Neue Forschungsergebnisse stellen den traditionellen Glauben über die Wirkungsweise von Mikrotubuli-Giften, einer Klasse von Krebsmedikamenten, in Frage. Anstatt die Teilung von Krebszellen zu stoppen, verändern diese Medikamente den Prozess und führen manchmal zum Absterben neuer Krebszellen. Die Ergebnisse geben Aufschluss darüber, warum bestimmte Versuche zur Arzneimittelentdeckung erfolglos waren, und legen nahe, dass der Schwerpunkt auf eine andere Störung des Zellteilungsprozesses gelegt werden muss.

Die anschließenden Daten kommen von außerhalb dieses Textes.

use crate::backend::{PointSearchRequest, VectorBackend};
use crate::error::Result;
use crate::point::{CandidateId, Payload, PointHit};
use async_trait::async_trait;
use log::debug;
use std::collections::HashMap;
use tokio::sync::RwLock;

struct StoredPoint {
    id: CandidateId,
    vectors: HashMap<String, Vec<f32>>,
    payload: Payload,
}

/// Brute-force in-memory backend.
///
/// Scans every point of a collection with cosine similarity, so searches
/// are always exact and the tuning knobs are no-ops. Used by tests and
/// small local corpora; production deployments plug a real service in
/// behind [`VectorBackend`].
pub struct InMemoryBackend {
    collections: RwLock<HashMap<String, Vec<StoredPoint>>>,
}

impl Default for InMemoryBackend {
    fn default() -> Self {
        Self::new()
    }
}

impl InMemoryBackend {
    pub fn new() -> Self {
        Self {
            collections: RwLock::new(HashMap::new()),
        }
    }

    /// Insert or replace a point. A point may carry several named vectors
    /// (e.g. a "description" and a "notes" embedding on the same row).
    pub async fn upsert_point(
        &self,
        collection: &str,
        id: CandidateId,
        vectors: HashMap<String, Vec<f32>>,
        payload: Payload,
    ) {
        let mut collections = self.collections.write().await;
        let points = collections.entry(collection.to_string()).or_default();
        points.retain(|p| p.id != id);
        points.push(StoredPoint {
            id,
            vectors,
            payload,
        });
    }

    pub async fn point_count(&self, collection: &str) -> usize {
        let collections = self.collections.read().await;
        collections.get(collection).map_or(0, Vec::len)
    }
}

#[async_trait]
impl VectorBackend for InMemoryBackend {
    async fn search_points(&self, request: PointSearchRequest) -> Result<Vec<PointHit>> {
        let collections = self.collections.read().await;
        let Some(points) = collections.get(&request.collection) else {
            return Ok(Vec::new());
        };

        let mut scored: Vec<(f32, &StoredPoint)> = points
            .iter()
            .filter_map(|point| {
                let vector = point.vectors.get(&request.vector_name)?;
                if let Some(filter) = &request.filter {
                    if !filter.matches(&point.payload) {
                        return None;
                    }
                }
                Some((cosine_similarity(&request.vector, vector), point))
            })
            .collect();

        // Descending score, id ascending on ties for a stable order.
        scored.sort_by(|a, b| {
            b.0.partial_cmp(&a.0)
                .unwrap_or(std::cmp::Ordering::Equal)
                .then_with(|| a.1.id.cmp(&b.1.id))
        });

        let hits: Vec<PointHit> = scored
            .into_iter()
            .take(request.limit)
            .map(|(score, point)| PointHit {
                id: point.id.clone(),
                score,
                payload: point.payload.clone(),
            })
            .collect();

        debug!(
            "in-memory search '{}/{}': {} hits",
            request.collection,
            request.vector_name,
            hits.len()
        );
        Ok(hits)
    }

    async fn collection_exists(&self, collection: &str) -> Result<bool> {
        let collections = self.collections.read().await;
        Ok(collections.contains_key(collection))
    }
}

fn cosine_similarity(a: &[f32], b: &[f32]) -> f32 {
    let dot: f32 = a.iter().zip(b.iter()).map(|(x, y)| x * y).sum();
    let mag_a: f32 = a.iter().map(|x| x * x).sum::<f32>().sqrt();
    let mag_b: f32 = b.iter().map(|x| x * x).sum::<f32>().sqrt();

    if mag_a == 0.0 || mag_b == 0.0 {
        0.0
    } else {
        dot / (mag_a * mag_b)
    }
}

Die Forschung deckt den wahrscheinlichen Grund auf, warum bestimmte Chemotherapien für viele Patienten wirksam sind. Wichtig ist auch, dass sie Aufschluss darüber geben, warum die Versuche, neue Chemotherapeutika zu entdecken, die ausschließlich auf der Unterbindung der Zellteilung basieren, so enttäuschend waren.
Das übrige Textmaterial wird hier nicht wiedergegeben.